What is an OpenAPI?
A quick overview of an API
An API stands for application programming interface. In the web world, an API can be thought of as any URL served by the application that is intended to be consumed by a program (as opposed to a browser or a person).
Most APIs expect and return data JSON
formate — It’s a way of writing data that looks like this:
{
"type": "website",
"value": "skillshats.com"
}
Who uses APIs?
The term API mostly we refer one of two different things:
- Internal APIs are for the application. They are called by your JavaScript front end or mobile app.
- External APIs are for other applications. They are intended for third-party clients, integrations with other systems, or for developers to work with the application data.
Some apps will use these APIs in this way also: * External APIs internally — It’s a practice that is especially common in service-oriented architectures , and occasionally. * Internal APIs get used externally — e.g. by data scrapers. But it’s still a useful practical distinction.

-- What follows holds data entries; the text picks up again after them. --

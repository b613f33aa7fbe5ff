//! # Protocol Clients
//!
//! Every protocol implements [`ProtocolClient`]; the engine only sees the
//! trait object. A [`ClientSet`] bundles one client per [`ProtocolKind`] for
//! a single worker, all sharing that worker's DNS cache.
//!
//! Each `execute` call follows the same shape:
//!
//! ```text
//!   recorder ── guarded(cancel, deadline, exchange) ──► Response | SurgeError
//!                                                            │
//!                                     finish(recorder) ◄─────┘ ──► OpResult
//! ```
//!
//! Operation failures never escape as `Err`; they become result records.

use async_trait::async_trait;
use bytes::Bytes;
use serde::{Deserialize, Serialize};
use std::collections::HashMap;
use std::future::Future;
use std::sync::Arc;
use std::time::Duration;
use tokio_util::sync::CancellationToken;

use surge_core::options::duration_str;
use surge_core::{
    ErrorKind, Headers, OpContext, OpError, OpRecorder, OpResult, ProtocolKind, Request,
    SurgeError,
};

use crate::dns::DnsCache;
use crate::graphql::GraphQlClient;
use crate::grpc::GrpcClient;
use crate::http1::Http1Client;
use crate::http2::Http2Client;
use crate::tls::TlsConnector;
use crate::udp::UdpClient;
use crate::websocket::WsClient;

/// Client-side tuning shared by every protocol
#[derive(Clone, Debug, Serialize, Deserialize)]
pub struct ClientConfig {
    /// Connections each pool may hand out at once (usually the VU count)
    #[serde(default = "default_pool_size")]
    pub pool_size: usize,

    #[serde(default = "default_connect_timeout", with = "duration_str")]
    pub connect_timeout: Duration,

    /// Deadline for requests that do not carry their own
    #[serde(default = "default_request_timeout", with = "duration_str")]
    pub request_timeout: Duration,

    #[serde(default = "default_dns_ttl", with = "duration_str")]
    pub dns_ttl: Duration,

    /// Skip certificate verification
    #[serde(default)]
    pub insecure_tls: bool,

    #[serde(default = "default_user_agent")]
    pub user_agent: String,

    /// Largest response body accepted
    #[serde(default = "default_max_body")]
    pub max_response_body: usize,

    /// Inbound HTTP/2 stream window advertised to servers
    #[serde(default = "default_h2_window")]
    pub h2_initial_window: u32,

    #[serde(default = "default_udp_buffer")]
    pub udp_recv_buffer: usize,
}

fn default_pool_size() -> usize {
    64
}

fn default_connect_timeout() -> Duration {
    Duration::from_secs(5)
}

fn default_request_timeout() -> Duration {
    Duration::from_secs(30)
}

fn default_dns_ttl() -> Duration {
    Duration::from_secs(300)
}

fn default_user_agent() -> String {
    concat!("surge/", env!("CARGO_PKG_VERSION")).to_string()
}

fn default_max_body() -> usize {
    16 * 1024 * 1024
}

fn default_h2_window() -> u32 {
    65_535
}

fn default_udp_buffer() -> usize {
    65_536
}

impl Default for ClientConfig {
    fn default() -> Self {
        Self {
            pool_size: default_pool_size(),
            connect_timeout: default_connect_timeout(),
            request_timeout: default_request_timeout(),
            dns_ttl: default_dns_ttl(),
            insecure_tls: false,
            user_agent: default_user_agent(),
            max_response_body: default_max_body(),
            h2_initial_window: default_h2_window(),
            udp_recv_buffer: default_udp_buffer(),
        }
    }
}

/// Decoded response of a request/response exchange
#[derive(Clone, Debug, Default)]
pub struct Response {
    /// HTTP status, or the protocol's equivalent
    pub status: u16,
    pub headers: Headers,
    pub trailers: Headers,
    pub body: Bytes,
}

impl Response {
    pub fn is_redirect(&self) -> bool {
        matches!(self.status, 301 | 302 | 303 | 307 | 308)
    }
}

/// What `execute` hands back: the sealed result and, on success, the response
#[derive(Clone, Debug)]
pub struct Outcome {
    pub result: OpResult,
    pub response: Option<Response>,
}

/// Uniform surface over every protocol
#[async_trait]
pub trait ProtocolClient: Send + Sync {
    fn kind(&self) -> ProtocolKind;

    /// Issue one operation; failures are reported inside the result
    async fn execute(&self, request: &Request, ctx: &OpContext) -> Outcome;

    /// Drop pooled connections
    async fn close(&self) -> Result<(), SurgeError>;
}

/// Race an exchange against run cancellation and its deadline.
///
/// Whichever loses is dropped, which closes any connection it held.
pub(crate) async fn guarded<T>(
    cancel: &CancellationToken,
    deadline: Duration,
    exchange: impl Future<Output = Result<T, SurgeError>>,
) -> Result<T, SurgeError> {
    tokio::select! {
        biased;
        _ = cancel.cancelled() => Err(SurgeError::Cancelled),
        res = tokio::time::timeout(deadline, exchange) => {
            res.unwrap_or(Err(SurgeError::Timeout(deadline)))
        }
    }
}

/// Seal a recorder from an exchange outcome, with a protocol-specific
/// check that may flag a well-formed response as failed.
pub(crate) fn finish(
    rec: OpRecorder,
    res: Result<Response, SurgeError>,
    check: impl FnOnce(&Response) -> Option<OpError>,
) -> Outcome {
    match res {
        Ok(response) => {
            let error = check(&response);
            let status = (response.status != 0).then_some(response.status);
            Outcome {
                result: rec.finish(status, error),
                response: Some(response),
            }
        }
        Err(err) => Outcome {
            result: rec.fail(err),
            response: None,
        },
    }
}

/// Placeholder for kinds with no transport in this build
pub struct UnsupportedClient {
    kind: ProtocolKind,
    reason: &'static str,
}

impl UnsupportedClient {
    pub fn new(kind: ProtocolKind, reason: &'static str) -> Self {
        Self { kind, reason }
    }
}

#[async_trait]
impl ProtocolClient for UnsupportedClient {
    fn kind(&self) -> ProtocolKind {
        self.kind
    }

    async fn execute(&self, request: &Request, ctx: &OpContext) -> Outcome {
        let rec = ctx.recorder(Some(self.kind), request.url.as_str());
        Outcome {
            result: rec.fail(OpError::new(ErrorKind::Protocol, self.reason)),
            response: None,
        }
    }

    async fn close(&self) -> Result<(), SurgeError> {
        Ok(())
    }
}

/// One client per protocol, owned by a single worker
pub struct ClientSet {
    config: ClientConfig,
    dns: Arc<DnsCache>,
    clients: HashMap<ProtocolKind, Arc<dyn ProtocolClient>>,
}

impl ClientSet {
    pub fn new(config: ClientConfig, dns: Arc<DnsCache>) -> Result<Self, SurgeError> {
        let tls = TlsConnector::new(config.insecure_tls)?;
        let http1 = Arc::new(Http1Client::new(config.clone(), dns.clone(), tls.clone()));
        let http2 = Arc::new(Http2Client::new(config.clone(), dns.clone(), tls.clone()));

        let mut clients: HashMap<ProtocolKind, Arc<dyn ProtocolClient>> = HashMap::new();
        clients.insert(ProtocolKind::Http1, http1.clone());
        clients.insert(ProtocolKind::Http2, http2.clone());
        clients.insert(ProtocolKind::Grpc, Arc::new(GrpcClient::new(http2)));
        clients.insert(ProtocolKind::Graphql, Arc::new(GraphQlClient::new(http1)));
        clients.insert(
            ProtocolKind::Websocket,
            Arc::new(WsClient::new(config.clone(), dns.clone(), tls)),
        );
        clients.insert(
            ProtocolKind::Udp,
            Arc::new(UdpClient::new(config.clone(), dns.clone())),
        );
        clients.insert(
            ProtocolKind::Http3,
            Arc::new(UnsupportedClient::new(
                ProtocolKind::Http3,
                "QUIC transport not available",
            )),
        );
        clients.insert(
            ProtocolKind::Browser,
            Arc::new(UnsupportedClient::new(
                ProtocolKind::Browser,
                "browser automation not available",
            )),
        );

        Ok(Self {
            config,
            dns,
            clients,
        })
    }

    /// Client set with a system-resolver DNS cache of its own
    pub fn standalone(config: ClientConfig) -> Result<Self, SurgeError> {
        let dns = Arc::new(DnsCache::system(config.dns_ttl));
        Self::new(config, dns)
    }

    pub fn config(&self) -> &ClientConfig {
        &self.config
    }

    pub fn dns(&self) -> &Arc<DnsCache> {
        &self.dns
    }

    pub fn get(&self, kind: ProtocolKind) -> Arc<dyn ProtocolClient> {
        match self.clients.get(&kind) {
            Some(client) => client.clone(),
            None => Arc::new(UnsupportedClient::new(kind, "protocol not registered")),
        }
    }

    pub async fn execute(&self, kind: ProtocolKind, request: &Request, ctx: &OpContext) -> Outcome {
        self.get(kind).execute(request, ctx).await
    }

    /// Close every client, continuing past failures
    pub async fn close(&self) {
        for (kind, client) in &self.clients {
            if let Err(e) = client.close().await {
                tracing::warn!(%kind, error = %e, "client close failed");
            }
        }
    }
}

Internal APIs are for the front end(s)
Any request from a front end of the app — whether it’s a browser or a mobile app—to the back end is an API. In the web world, most of this API access happens in JavaScript.
If you’re using a modern JavaScript framework like React, Vue or Angular, you’ll use APIs for the majority of the actions your users take in the front end. In a single-page application (SPA) basically everything is an API.
External APIs expand your ecosystem
If internal APIs are for your app, then external APIs are for… everyone else.
External APIs are different from internal APIs in a few ways. To start with, they’re (hopefully!) better documented—since external developers need to be able to work with them. Also they (hopefully!) tend to be a bit more consistent. Unlike internal APIs, external APIs are more likely to have been designed (hopefully!) prior to being created.
Importantly, external APIs also have external dependencies. With external APIs you can’t reasonably introduce breaking changes without providing substantial advance notice to your community. This often results in external APIs being versioned, and supported for a very long time.
Your API Ecosystem
APIs are a good starting point, but they aren’t all that useful without some other pieces. A well-functioning API ecosystem has at least three pieces:
- The APIs themselves.
- API Documentation, which tells other people how to work with the APIs
- API Clients, which can be used by developers to work directly with the APIs.
API Documentation
-
External APIs — like with Django or any programming framework—documentation is a critical part of the ecosystem.
-
An external API without documentation is almost useless. No one will know it exists, and if they do manage to find out about it, they won’t know how to use it.
API documentation is less critical for internal APIs where developers have access to the code and are willing to go through additional work, but it’s still nice to have.
API Clients
An API client is a library designed to work with the API. There’s nothing developers like more than having an API client—it takes all the guesswork out of working with your APIs!
Without an API client the series of steps a developer would take would be something like:
- Figure out the right endpoint for the API.
- Create an HTTP request to that endpoint.
- Parse the response as JSON.
- Convert the returned JSON data into employee data you need.
- Work with the data.
Example: JavaScript Client using Fetch API
// the /api/students/ endpoint had to be looked up from the docs
fetch('/api/students/') // create the raw HTTP request
.then(res => res.json()) // parse the response to JSON
.then(
(responseJson) => {
// convert API data to objects we can work with
let students = parseStudentsResponse(responseJson);
addStudentsToUI(students); // finally, work with the data
}
);
}
API clients remove all the technical implementation details of the APIs for you, so that you can focus on what the API does. API clients are hugely useful for developers working with internal or external APIs.
API Standards
- API standards are attempts to—well—standardize aspects of the API ecosystem.
- There are several different standards in the API world. GraphQL is an API standard that came up earlier.
In the REST world there’s OpenAPI.
What is an OpenAPI?
API standards all have similar benefits—and OpenAPI is no exception:
- They make it easy to document your APIs.
- They provide tooling that let others explore and test against your APIs.
- They help automatically generate API code for you.
An OpenAPI definition can then be used by documentation generation tools to display the API, code generation tools to generate servers and clients in various programming languages, testing tools, and many other use cases.
Basically, this one OpenAPI specification will produce documentation, testing tools, and can even generate API client and server code for you.
The OpenAPI Specification is a standard format to define structure and syntax REST APIs. OpenAPI documents are both machine and human-readable, which enables anyone to easily determine how each API works.
What are the benefits of the OpenAPI?
OpenAPI is first meant to be interpreted by machines, but there are many ways it can be used by people. Once you have a complete description of how a REST API works, much of the way engineers work with APIs can be streamlined.
- Generate accurate documentation
- Create stub code for API development
- Build mock servers to prototype the interface
- Test that API requests and responses match the intended contract
OpenAPI documents enable organizations to adopt design first APIs. This concept is used across success engineering teams to decrease time to market. You can speed up your development cycle while maintaining confidence in the software you build.